On August 25, 2023, NOAA released its proposal for the Chumash Heritage National Marine Sanctuary, publishing a notice of availability of a draft environmental impact statement, proposed rule, and draft management plan for the sanctuary. The documents called for the protection of a 5,617 sqmi area. A two-month public comment period followed, and when it concluded on October 25, 2023, NOAA had received 110,000 public comments. After considering the public comments, consulting with other United States Government agencies, the government of the Santa Ynez Band of Chumash Indians, and other interested Indigenous groups and tribes, and taking into account the nature conservation and renewable energy goals of the U.S. and California state governments, NOAA set its boundaries so that it did not include offshore areas where wind turbines or wind power transmission cables were expected to be installed. The proposed sanctuary's size was reduced to 4,543 sqmi, although NOAA noted that it would consider expansion of the sanctuary once the location of transmission cables had been approved.

In September 6, 2024, NOAA released its final environmental impact statement, which outlined the results of an environmental impact assessment of the proposed sanctuary evaluating its expected environmental, social, and economic effects. After a waiting period of 30 days required by the National Environmental Policy Act of 1969, NOAA published the final rule, final management plan, and record of decision for designation of the sanctuary on October 11, 2024. In accordance with the National Marine Sanctuaries Act, a period of 45 days of continuous congressional followed for potential congressional review and for a final review opportunity by the Governor of California.

==Administration==
The Office of National Marine Sanctuaries of the National Ocean Service, an element of NOAA, administers the Chumash Heritage National Marine Sanctuary. NOAA employs a philosophy of "indigenous collaborative co-stewardship" to ensure that its stewardship of the sanctuary respects and honors the traditions, culture, and desires of indigenous peoples, that NOAA and indigenous tribes make collaborative or cooperative agreements regarding their shared interests in the sanctuary, that interested members of indigenous tribes can make meaningful contributions to the sanctuary's management, and that NOAA can incorporate their technical expertise, knowledge, experience, and perspectives into its management of the sanctuary. Accordingly, the Santa Ynez Band of Chumash Mission Indians serves as co-steward of the sanctuary.

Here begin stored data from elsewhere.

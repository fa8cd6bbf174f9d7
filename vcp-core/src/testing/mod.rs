//! In-memory stand-ins for the host page.
//!
//! `InMemoryChannel` plays the window message channel and the DOM lookup;
//! `FakeFrame` plays the embedded player frame and records every command it
//! accepts.

use futures::FutureExt;
use futures::future::BoxFuture;
use parking_lot::Mutex;
use serde_json::Value;
use std::collections::HashMap;
use std::sync::Arc;
use std::sync::atomic::{AtomicBool, AtomicU32, AtomicU64, Ordering};
use tokio::sync::watch;
use vcp_contracts::{
    ChannelError, CommandChannel, EmbedFrame, ListenerId, MessageListener,
    OutboundCommand,
};

/// Embedded frame double.
///
/// Starts loading with no content window. `fire_load` completes the load and
/// opens the window; `set_window_ready` toggles the window independently.
#[derive(Debug)]
pub struct FakeFrame {
    loading: AtomicBool,
    window_ready: AtomicBool,
    post_calls: AtomicU32,
    posted: Mutex<Vec<OutboundCommand>>,
    loads: watch::Sender<u64>,
}

impl FakeFrame {
    pub fn loading() -> Arc<Self> {
        Arc::new(Self::with_state(true, false))
    }

    pub fn ready() -> Arc<Self> {
        Arc::new(Self::with_state(false, true))
    }

    /// Attached and loaded, but the content window never opens.
    pub fn unreachable() -> Arc<Self> {
        Arc::new(Self::with_state(false, false))
    }

    fn with_state(loading: bool, window_ready: bool) -> Self {
        let (loads, _) = watch::channel(0);
        Self {
            loading: AtomicBool::new(loading),
            window_ready: AtomicBool::new(window_ready),
            post_calls: AtomicU32::new(0),
            posted: Mutex::new(Vec::new()),
            loads,
        }
    }

    pub fn fire_load(&self) {
        self.loading.store(false, Ordering::SeqCst);
        self.window_ready.store(true, Ordering::SeqCst);
        self.loads.send_modify(|generation| *generation += 1);
    }

    /// Start a new navigation inside the frame, as a `src` change does.
    pub fn begin_reload(&self) {
        self.loading.store(true, Ordering::SeqCst);
    }

    pub fn set_window_ready(&self, ready: bool) {
        self.window_ready.store(ready, Ordering::SeqCst);
    }

    /// Commands the frame accepted, in order.
    pub fn posted(&self) -> Vec<OutboundCommand> {
        self.posted.lock().clone()
    }

    pub fn take_posted(&self) -> Vec<OutboundCommand> {
        std::mem::take(&mut *self.posted.lock())
    }

    /// Every post attempt, accepted or not.
    pub fn post_calls(&self) -> u32 {
        self.post_calls.load(Ordering::SeqCst)
    }
}

impl EmbedFrame for FakeFrame {
    fn is_loading(&self) -> bool {
        self.loading.load(Ordering::SeqCst)
    }

    fn next_load(&self) -> BoxFuture<'static, ()> {
        let mut loads = self.loads.subscribe();
        async move {
            // A removed frame never loads.
            if loads.changed().await.is_err() {
                futures::future::pending::<()>().await;
            }
        }
        .boxed()
    }

    fn post(&self, command: &OutboundCommand) -> Result<(), ChannelError> {
        self.post_calls.fetch_add(1, Ordering::SeqCst);
        if !self.window_ready.load(Ordering::SeqCst) {
            return Err(ChannelError::WindowUnavailable);
        }
        self.posted.lock().push(*command);
        Ok(())
    }
}

/// Host window double: a frame registry plus a listener list.
#[derive(Default)]
pub struct InMemoryChannel {
    frames: Mutex<HashMap<String, Arc<FakeFrame>>>,
    listeners: Mutex<Vec<(ListenerId, MessageListener)>>,
    next_id: AtomicU64,
}

impl std::fmt::Debug for InMemoryChannel {
    fn fmt(&self, f: &mut std::fmt::Formatter<'_>) -> std::fmt::Result {
        f.debug_struct("InMemoryChannel")
            .field("frames", &self.frames.lock().keys().collect::<Vec<_>>())
            .field("listeners", &self.listeners.lock().len())
            .finish()
    }
}

impl InMemoryChannel {
    pub fn new() -> Arc<Self> {
        Arc::new(Self::default())
    }

    pub fn attach(&self, frame_id: &str, frame: Arc<FakeFrame>) {
        self.frames.lock().insert(frame_id.to_string(), frame);
    }

    pub fn detach(&self, frame_id: &str) -> Option<Arc<FakeFrame>> {
        self.frames.lock().remove(frame_id)
    }

    /// Deliver a raw message to every listener registered at call time.
    pub fn dispatch(&self, raw: &Value) {
        let snapshot: Vec<MessageListener> = self
            .listeners
            .lock()
            .iter()
            .map(|(_, listener)| listener.clone())
            .collect();
        for listener in snapshot {
            listener(raw);
        }
    }

    pub fn listener_count(&self) -> usize {
        self.listeners.lock().len()
    }
}

impl CommandChannel for InMemoryChannel {
    fn locate(&self, frame_id: &str) -> Option<Arc<dyn EmbedFrame>> {
        self.frames
            .lock()
            .get(frame_id)
            .cloned()
            .map(|frame| frame as Arc<dyn EmbedFrame>)
    }

    fn subscribe(&self, listener: MessageListener) -> ListenerId {
        let id = ListenerId(self.next_id.fetch_add(1, Ordering::SeqCst));
        self.listeners.lock().push((id, listener));
        id
    }

    fn unsubscribe(&self, id: ListenerId) {
        self.listeners.lock().retain(|(existing, _)| *existing != id);
    }
}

To achieve its stewardship goals, NOAA uses a number of councils and panels to aid it in managing the sanctuary. These include:
- An Intergovernmental Policy Council made up of representatives of NOAA, the government of California, and federally recognized Native American tribes.
- A Sanctuary Advisory Council composed of 15 voting members and 15 alternates who represent community interests, including local user groups; Indigenous knowledge and tribal government; conservation and public interest groups; scientific and educational expertise; representatives of United States Government, California state government, or local government agencies with expertise relevant to the management of marine resources and activities within the sanctuary; and interested members of the public.
- An Indigenous Cultures Advisory Panel.